Aviva Chomsky is Professor of History and Coordinator of Latin American Studies at Salem State College. She is the author of West Indian Workers and the United Fruit Company in Costa Rica, 1870-1940 and coeditor of Identity and Struggle at the Margins of the Nation-State: The Laboring Peoples of Central America and the Hispanic Caribbean (published by Duke University Press).

Barry Carr is Director of the Institute of Latin American Studies at La Trobe University in Melbourne, Australia. He is the author of Marxism and Communism in Twentieth-Century Mexico and coeditor of The Latin American Left: From the Fall of Allende to Perestroika.

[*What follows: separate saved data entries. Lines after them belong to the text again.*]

use std::collections::BTreeMap;

use axum::{
    extract::rejection::{JsonRejection, PathRejection, QueryRejection},
    http::StatusCode,
    response::{IntoResponse, Response},
    Json,
};
use serde::{Deserialize, Serialize};
use tracing::{error, warn};

use crate::validation::FieldErrors;

/// Every failure a handler can report to the client.
#[derive(Debug, thiserror::Error)]
pub enum AppError {
    #[error("unauthorized")]
    Unauthorized,

    #[error("token has expired")]
    ExpiredToken,

    #[error("invalid sign-in information")]
    InvalidSignInInformation,

    #[error("email already exists")]
    AlreadyExistsEmail,

    /// A single field failed a content rule.
    #[error("invalid request")]
    InvalidRequest {
        field: &'static str,
        message: String,
    },

    /// One or more body constraints failed.
    #[error("invalid request")]
    Validation(FieldErrors),

    /// The body, path or query string could not be parsed.
    #[error("{0}")]
    MalformedRequest(String),

    #[error("post not found")]
    PostNotFound,

    #[error(transparent)]
    Internal(#[from] anyhow::Error),
}

/// JSON body of every error response.
#[derive(Debug, Serialize, Deserialize)]
pub struct ErrorResponse {
    pub code: String,
    pub message: String,
    pub validation: BTreeMap<String, String>,
}

impl AppError {
    pub fn status(&self) -> StatusCode {
        match self {
            AppError::Unauthorized
            | AppError::ExpiredToken
            | AppError::InvalidSignInInformation => StatusCode::UNAUTHORIZED,
            AppError::AlreadyExistsEmail => StatusCode::CONFLICT,
            AppError::InvalidRequest { .. }
            | AppError::Validation(_)
            | AppError::MalformedRequest(_) => StatusCode::BAD_REQUEST,
            AppError::PostNotFound => StatusCode::NOT_FOUND,
            AppError::Internal(_) => StatusCode::INTERNAL_SERVER_ERROR,
        }
    }

    fn body(self) -> ErrorResponse {
        let code = self.status().as_u16().to_string();
        let message = match &self {
            AppError::Internal(_) => "internal server error".to_string(),
            other => other.to_string(),
        };
        let validation = match self {
            AppError::InvalidRequest { field, message } => {
                BTreeMap::from([(field.to_string(), message)])
            }
            AppError::Validation(errors) => errors.into_map(),
            _ => BTreeMap::new(),
        };
        ErrorResponse {
            code,
            message,
            validation,
        }
    }
}

impl From<JsonRejection> for AppError {
    fn from(rejection: JsonRejection) -> Self {
        AppError::MalformedRequest(rejection.body_text())
    }
}

impl From<PathRejection> for AppError {
    fn from(rejection: PathRejection) -> Self {
        AppError::MalformedRequest(rejection.body_text())
    }
}

impl From<QueryRejection> for AppError {
    fn from(rejection: QueryRejection) -> Self {
        AppError::MalformedRequest(rejection.body_text())
    }
}

impl IntoResponse for AppError {
    fn into_response(self) -> Response {
        let status = self.status();
        match &self {
            AppError::Internal(e) => error!(error = ?e, "request failed"),
            other => warn!(%status, error = %other, "request rejected"),
        }
        (status, Json(self.body())).into_response()
    }
}
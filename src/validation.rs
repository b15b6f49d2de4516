use std::collections::BTreeMap;

use axum::{
    async_trait,
    extract::{FromRequest, FromRequestParts, Path, Query, Request},
    http::request::Parts,
    Json,
};
use lazy_static::lazy_static;
use regex::Regex;
use serde::{de::DeserializeOwned, Serialize};

use crate::error::AppError;

/// Field name -> message for every violated constraint of a request body.
#[derive(Debug, Clone, Default, PartialEq, Eq, Serialize)]
#[serde(transparent)]
pub struct FieldErrors(BTreeMap<String, String>);

impl FieldErrors {
    /// Records a violation; the first message for a field wins.
    pub fn add(&mut self, field: impl Into<String>, message: impl Into<String>) {
        self.0.entry(field.into()).or_insert_with(|| message.into());
    }

    pub fn require_not_blank(&mut self, field: &str, value: &str, message: &str) {
        if value.trim().is_empty() {
            self.add(field, message);
        }
    }

    pub fn is_empty(&self) -> bool {
        self.0.is_empty()
    }

    pub fn get(&self, field: &str) -> Option<&str> {
        self.0.get(field).map(String::as_str)
    }

    pub fn into_map(self) -> BTreeMap<String, String> {
        self.0
    }

    pub fn into_result(self) -> Result<(), AppError> {
        if self.is_empty() {
            Ok(())
        } else {
            Err(AppError::Validation(self))
        }
    }
}

/// Declarative constraints checked on a request body right after deserialization.
pub trait Validate {
    fn validate(&self, errors: &mut FieldErrors);
}

pub(crate) fn is_valid_email(email: &str) -> bool {
    lazy_static! {
        static ref EMAIL_RE: Regex = Regex::new(r"^[^@\s]+@[^@\s]+\.[^@\s]+$").unwrap();
    }
    EMAIL_RE.is_match(email)
}

/// JSON body extractor that also runs [`Validate`].
///
/// Malformed bodies and constraint violations both come back as 400 in the
/// common error shape.
pub struct ValidJson<T>(pub T);

#[async_trait]
impl<S, T> FromRequest<S> for ValidJson<T>
where
    S: Send + Sync,
    T: DeserializeOwned + Validate,
{
    type Rejection = AppError;

    async fn from_request(req: Request, state: &S) -> Result<Self, Self::Rejection> {
        let Json(value) = Json::<T>::from_request(req, state).await?;
        let mut errors = FieldErrors::default();
        value.validate(&mut errors);
        errors.into_result()?;
        Ok(Self(value))
    }
}

/// `Path` whose rejection uses the common error shape.
pub struct AppPath<T>(pub T);

#[async_trait]
impl<S, T> FromRequestParts<S> for AppPath<T>
where
    S: Send + Sync,
    T: DeserializeOwned + Send,
{
    type Rejection = AppError;

    async fn from_request_parts(parts: &mut Parts, state: &S) -> Result<Self, Self::Rejection> {
        let Path(value) = Path::<T>::from_request_parts(parts, state).await?;
        Ok(Self(value))
    }
}

/// `Query` whose rejection uses the common error shape.
pub struct AppQuery<T>(pub T);

#[async_trait]
impl<S, T> FromRequestParts<S> for AppQuery<T>
where
    S: Send + Sync,
    T: DeserializeOwned,
{
    type Rejection = AppError;

    async fn from_request_parts(parts: &mut Parts, state: &S) -> Result<Self, Self::Rejection> {
        let Query(value) = Query::<T>::from_request_parts(parts, state).await?;
        Ok(Self(value))
    }
}

#[cfg(test)]
mod tests {
    use super::*;

    #[test]
    fn keeps_first_message_per_field() {
        let mut errors = FieldErrors::default();
        errors.add("title", "first");
        errors.add("title", "second");
        assert_eq!(errors.get("title"), Some("first"));
    }

    #[test]
    fn blank_values_are_rejected() {
        let mut errors = FieldErrors::default();
        errors.require_not_blank("title", "   ", "title is required");
        errors.require_not_blank("content", "body", "content is required");
        assert_eq!(errors.get("title"), Some("title is required"));
        assert_eq!(errors.get("content"), None);
        assert!(matches!(errors.into_result(), Err(AppError::Validation(_))));
    }

    #[test]
    fn empty_errors_pass() {
        assert!(FieldErrors::default().into_result().is_ok());
    }

    #[test]
    fn email_shape() {
        assert!(is_valid_email("abc@gmail.com"));
        assert!(!is_valid_email("abc@gmail"));
        assert!(!is_valid_email("a b@gmail.com"));
        assert!(!is_valid_email(""));
    }
}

Pamela Maria Smorkaloff is Director of Latin American and Latino Studies and Assistant Professor of Spanish at Montclair State University. She is the author of Cuban Writers on and off the Island: Contemporary Narrative Fiction and Readers and Writers in Cuba: A Social History of Print Culture, 1830s-1990s and editor of If I Could Write This in Fire: An Anthology of Literature from the Caribbean.

Reviews
"What a beautiful journey through five hundred years of Cuban history, culture, and politics! The Cuba Reader is a sumptuous medley of poetry, song, speeches, interviews, and vignettes from novels new and old. You'll hear the voices of santeros and sugar workers, prostitutes and politicos, revolutionaries and reporters, dissidents and dancers. It's the next best thing to being in Cuba, so sit back with a mojito and enjoy the masterfully guided tour."--Medea Benjamin, activist and cofounder of Global Exchange
"[A] crash course in Cuban history. If you're looking for a single (hefty) volume to get you up to speed about the past 500 years of Cuban politics and culture, this is it." --Julie Schwietert Collazo "The Guardian "

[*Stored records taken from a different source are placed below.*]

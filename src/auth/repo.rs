use std::collections::HashMap;

use anyhow::Context;
use axum::async_trait;
use sqlx::PgPool;
use time::OffsetDateTime;
use tokio::sync::RwLock;
use uuid::Uuid;

use crate::auth::repo_types::{NewUser, User};

/// Credential store.
#[async_trait]
pub trait UserStore: Send + Sync {
    async fn find_by_email(&self, email: &str) -> anyhow::Result<Option<User>>;

    /// Inserts a user; `None` when the email is already registered.
    async fn create(&self, new: NewUser) -> anyhow::Result<Option<User>>;
}

pub struct PgUserStore {
    db: PgPool,
}

impl PgUserStore {
    pub fn new(db: PgPool) -> Self {
        Self { db }
    }
}

#[async_trait]
impl UserStore for PgUserStore {
    async fn find_by_email(&self, email: &str) -> anyhow::Result<Option<User>> {
        let user = sqlx::query_as::<_, User>(
            r#"
            SELECT id, name, email, password_hash, created_at
            FROM users
            WHERE email = $1
            "#,
        )
        .bind(email)
        .fetch_optional(&self.db)
        .await
        .context("find user by email")?;
        Ok(user)
    }

    async fn create(&self, new: NewUser) -> anyhow::Result<Option<User>> {
        let user = sqlx::query_as::<_, User>(
            r#"
            INSERT INTO users (name, email, password_hash)
            VALUES ($1, $2, $3)
            ON CONFLICT (email) DO NOTHING
            RETURNING id, name, email, password_hash, created_at
            "#,
        )
        .bind(&new.name)
        .bind(&new.email)
        .bind(&new.password_hash)
        .fetch_optional(&self.db)
        .await
        .context("insert user")?;
        Ok(user)
    }
}

/// Users kept in process memory, keyed by email.
#[derive(Default)]
pub struct MemoryUserStore {
    users: RwLock<HashMap<String, User>>,
}

impl MemoryUserStore {
    pub fn new() -> Self {
        Self::default()
    }

    pub async fn count(&self) -> usize {
        self.users.read().await.len()
    }
}

#[async_trait]
impl UserStore for MemoryUserStore {
    async fn find_by_email(&self, email: &str) -> anyhow::Result<Option<User>> {
        Ok(self.users.read().await.get(email).cloned())
    }

    async fn create(&self, new: NewUser) -> anyhow::Result<Option<User>> {
        let mut users = self.users.write().await;
        if users.contains_key(&new.email) {
            return Ok(None);
        }
        let user = User {
            id: Uuid::new_v4(),
            name: new.name,
            email: new.email,
            password_hash: new.password_hash,
            created_at: OffsetDateTime::now_utc(),
        };
        users.insert(user.email.clone(), user.clone());
        Ok(Some(user))
    }
}

#[cfg(test)]
mod tests {
    use super::*;

    fn new_user(email: &str) -> NewUser {
        NewUser {
            name: "forest".into(),
            email: email.into(),
            password_hash: "hash".into(),
        }
    }

    #[tokio::test]
    async fn create_then_find() {
        let store = MemoryUserStore::new();
        let created = store
            .create(new_user("abc@gmail.com"))
            .await
            .unwrap()
            .expect("created");
        let found = store
            .find_by_email("abc@gmail.com")
            .await
            .unwrap()
            .expect("found");
        assert_eq!(found.id, created.id);
        assert_eq!(found.name, "forest");
    }

    #[tokio::test]
    async fn duplicate_email_is_refused() {
        let store = MemoryUserStore::new();
        store.create(new_user("abc@gmail.com")).await.unwrap();
        let second = store.create(new_user("abc@gmail.com")).await.unwrap();
        assert!(second.is_none());
        assert_eq!(store.count().await, 1);
    }
}
use serde::{Deserialize, Serialize};
use time::OffsetDateTime;
use uuid::Uuid;

/// JWT payload used for authentication.
#[derive(Debug, Clone, Serialize, Deserialize)]
pub struct Claims {
    pub sub: String, // user ID
    pub iat: usize,  // issued at (unix timestamp)
    pub exp: usize,  // expires at (unix timestamp)
    pub iss: String,
    pub aud: String,
}

/// Identity proven by a verified bearer token, handed to protected handlers.
#[derive(Debug, Clone, Copy, PartialEq, Eq, Serialize)]
#[serde(rename_all = "camelCase")]
pub struct AuthSession {
    #[serde(rename = "id")]
    pub user_id: Uuid,
    #[serde(with = "time::serde::rfc3339")]
    pub issued_at: OffsetDateTime,
    #[serde(rename = "expiration", with = "time::serde::rfc3339")]
    pub expires_at: OffsetDateTime,
}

"[T]he editors should be congratulated for their Herculean effort. The reader will be most useful for undergraduate courses where it will provide students with an impressive overview of the Cuban experience over the last five centuries. In fact, anyone interested in obtaining a comprehensive and multifaceted firsthand account of Cuban history will benefit from this book."--John J. Dwyer "The Americas "
"This Reader provides a wonderfully eclectic selection of writings from and about Cuba. . . . [A] very useful resource for the teaching of courses relating to Cuba, providing a taster of many aspects of the island's history that should encourage those who dip into it to come away with a more nuanced understanding of an island that has been plagued by caricature."--Jonathan Curry-Machado "Journal of Latin American Studies "

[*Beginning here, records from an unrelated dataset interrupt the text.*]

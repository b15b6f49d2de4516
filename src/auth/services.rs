use tracing::{info, warn};
use uuid::Uuid;

use crate::{
    auth::{
        dto::SignupRequest,
        password::{hash_password, verify_password},
        repo::UserStore,
        repo_types::{NewUser, User},
    },
    error::AppError,
};

pub(crate) fn normalize_email(email: &str) -> String {
    email.trim().to_lowercase()
}

/// Checks credentials and returns the user id they belong to.
pub async fn signin(store: &dyn UserStore, email: &str, password: &str) -> Result<Uuid, AppError> {
    let email = normalize_email(email);

    let Some(user) = store.find_by_email(&email).await? else {
        warn!(email = %email, "login unknown email");
        return Err(AppError::InvalidSignInInformation);
    };

    if !verify_password(password, &user.password_hash)? {
        warn!(email = %email, user_id = %user.id, "login invalid password");
        return Err(AppError::InvalidSignInInformation);
    }

    info!(user_id = %user.id, "user signed in");
    Ok(user.id)
}

/// Registers a new user with a hashed password.
pub async fn signup(store: &dyn UserStore, req: SignupRequest) -> Result<User, AppError> {
    let email = normalize_email(&req.email);

    if store.find_by_email(&email).await?.is_some() {
        warn!(email = %email, "email already registered");
        return Err(AppError::AlreadyExistsEmail);
    }

    let password_hash = hash_password(&req.password)?;
    let new = NewUser {
        name: req.name.trim().to_string(),
        email,
        password_hash,
    };

    // The unique index still decides when two signups race past the lookup.
    let user = store
        .create(new)
        .await?
        .ok_or(AppError::AlreadyExistsEmail)?;

    info!(user_id = %user.id, email = %user.email, "user registered");
    Ok(user)
}
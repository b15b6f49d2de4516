use serde::{Deserialize, Serialize};
use sqlx::FromRow;
use time::OffsetDateTime;
use uuid::Uuid;

/// User record in the database.
#[derive(Debug, Clone, Serialize, Deserialize, FromRow)]
pub struct User {
    pub id: Uuid,
    pub name: String,
    pub email: String,
    #[serde(skip_serializing)]
    pub password_hash: String, // Argon2 hash, not exposed in JSON
    pub created_at: OffsetDateTime,
}

/// Fields needed to insert a user; the password is already hashed.
#[derive(Debug, Clone)]
pub struct NewUser {
    pub name: String,
    pub email: String,
    pub password_hash: String,
}
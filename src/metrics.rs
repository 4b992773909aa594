use axum::{routing::get, Router};
use metrics::describe_counter;
use metrics_exporter_prometheus::{PrometheusBuilder, PrometheusHandle};

pub struct Metrics {
    pub handle: PrometheusHandle,
}

impl Metrics {
    /// Install the global Prometheus recorder. Call once per process.
    pub fn init() -> anyhow::Result<Self> {
        let handle = PrometheusBuilder::new().install_recorder()?;
        describe_all();
        Ok(Self { handle })
    }

    /// Returns a router exposing `/metrics` with the Prometheus exposition format.
    pub fn router(&self) -> Router {
        let handle = self.handle.clone();
        Router::new().route(
            "/metrics",
            get(move || {
                let h = handle.clone();
                async move { h.render() }
            }),
        )
    }
}

fn describe_all() {
    describe_counter!("fetch_jobs_started_total", "Fetch jobs accepted by the controller.");
    describe_counter!("fetch_jobs_completed_total", "Fetch jobs that reached `done`.");
    describe_counter!("fetch_jobs_failed_total", "Fetch jobs that ended in `error`.");
    describe_counter!(
        "video_cache_hits_total",
        "Jobs served from the per-channel video cache."
    );
    describe_counter!(
        "analytics_computed_total",
        "Summaries computed and saved (job and synchronous paths)."
    );
}
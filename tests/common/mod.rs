// tests/common/mod.rs
// Shared fixtures: a scripted fetcher and helpers to build controllers/routers.
#![allow(dead_code)]

use std::sync::atomic::{AtomicUsize, Ordering};
use std::sync::Arc;
use std::time::Duration;

use async_trait::async_trait;
use chrono::{TimeZone, Utc};
use tokio::sync::Notify;

use channel_insights::analytics::Aggregator;
use channel_insights::channels::ChannelStore;
use channel_insights::error::{AppError, Result};
use channel_insights::fetcher::VideoFetcher;
use channel_insights::job::{FetchJobController, JobStatus, ProgressReporter, ProgressState};
use channel_insights::models::Video;
use channel_insights::store::{AnalyticsStore, MemoryAnalyticsStore};
use channel_insights::AppState;

pub fn video(id: &str, title: &str, views: u64, likes: u64, day: u32) -> Video {
    Video {
        id: id.to_string(),
        title: title.to_string(),
        url: format!("https://www.youtube.com/watch?v={id}"),
        views,
        like_count: likes,
        duration: 300,
        published: Some(Utc.with_ymd_and_hms(2024, 3, day, 12, 0, 0).unwrap()),
        ..Default::default()
    }
}

pub fn sample_videos() -> Vec<Video> {
    vec![
        video("v1", "Rust async deep dive", 1000, 50, 1),
        video("v2", "Async traits in Rust!", 3000, 90, 4),
        video("v3", "Borrow checker tips", 0, 0, 10),
    ]
}

/// Reports a few progress steps, optionally waits for `gate`, then returns `videos` or fails.
pub struct StubFetcher {
    pub videos: Vec<Video>,
    pub fail_with: Option<String>,
    pub gate: Option<Arc<Notify>>,
    pub calls: AtomicUsize,
}

impl StubFetcher {
    pub fn ok(videos: Vec<Video>) -> Self {
        Self {
            videos,
            fail_with: None,
            gate: None,
            calls: AtomicUsize::new(0),
        }
    }

    pub fn failing(msg: &str) -> Self {
        Self {
            fail_with: Some(msg.to_string()),
            ..Self::ok(Vec::new())
        }
    }

    pub fn gated(videos: Vec<Video>, gate: Arc<Notify>) -> Self {
        Self {
            gate: Some(gate),
            ..Self::ok(videos)
        }
    }

    pub fn calls(&self) -> usize {
        self.calls.load(Ordering::SeqCst)
    }
}

#[async_trait]
impl VideoFetcher for StubFetcher {
    async fn fetch_videos(&self, _channel_url: &str, progress: &ProgressReporter) -> Result<Vec<Video>> {
        self.calls.fetch_add(1, Ordering::SeqCst);
        progress.report_step(1, 3, "page 1 of 3");
        if let Some(gate) = &self.gate {
            gate.notified().await;
        }
        progress.report_step(2, 3, "page 2 of 3");
        if let Some(msg) = &self.fail_with {
            return Err(AppError::FetchFailure(msg.clone()));
        }
        progress.report_step(3, 3, "page 3 of 3");
        Ok(self.videos.clone())
    }

    fn name(&self) -> &'static str {
        "stub"
    }
}

pub fn controller(
    fetcher: Arc<StubFetcher>,
    store: Arc<dyn AnalyticsStore>,
    cache_ttl: Duration,
) -> FetchJobController {
    FetchJobController::new(fetcher, Arc::new(Aggregator::default()), store)
        .with_cache_ttl(cache_ttl)
}

pub fn test_state(fetcher: Arc<StubFetcher>, channels_dir: &std::path::Path) -> AppState {
    let store: Arc<dyn AnalyticsStore> = Arc::new(MemoryAnalyticsStore::new());
    AppState {
        jobs: controller(fetcher, store.clone(), Duration::ZERO),
        aggregator: Arc::new(Aggregator::default()),
        store,
        channels: Arc::new(ChannelStore::new(channels_dir.join("channels.json"))),
        static_dir: None,
    }
}

/// Poll until the job leaves `running`; panics after ~2s.
pub async fn wait_terminal(c: &FetchJobController) -> ProgressState {
    for _ in 0..400 {
        let p = c.get_progress();
        if matches!(p.status, JobStatus::Done | JobStatus::Error) {
            return p;
        }
        tokio::time::sleep(Duration::from_millis(5)).await;
    }
    panic!("job still running: {:?}", c.get_progress());
}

"The Cuba Reader offers a splendid overview of the Cuban experience, past and present, through a dazzling array of points of view. The voices of participants and observers and perspectives on the extraordinary and the commonplace--with imagery conveyed by way of photography and poetry, through the lyric of music and the nuance of the novel--make for a compelling collection of material. The very fullness of its vision makes The Cuba Reader an indispensable book for courses--of every academic discipline--on Cuba."--Louis A. Pérez, Jr., author of On Becoming Cuban: Identity, Nationality, and Culture
"[A] classic. The editors of this book and their many accomplices deserve nothing but praise for producing the best introduction to Cuba one can possibly find."
--Gavin O'Toole "Latin American Review of Books "
"[An] ambitious and impressive anthology, a sweeping collection of source materials by and about Cubans both on the island and living in other countries. The editors . . . have wisely chosen songs, paintings, photographs, short stories, essays, speeches, government reports, cartoons and newspaper articles that span Cuban history. . . . What The Cuba Reader does extraordinarily well is to reveal the nuances and complexity of the Cuban experience. All shades of politics are here, and they infuse Cuban dance, music, film and religion."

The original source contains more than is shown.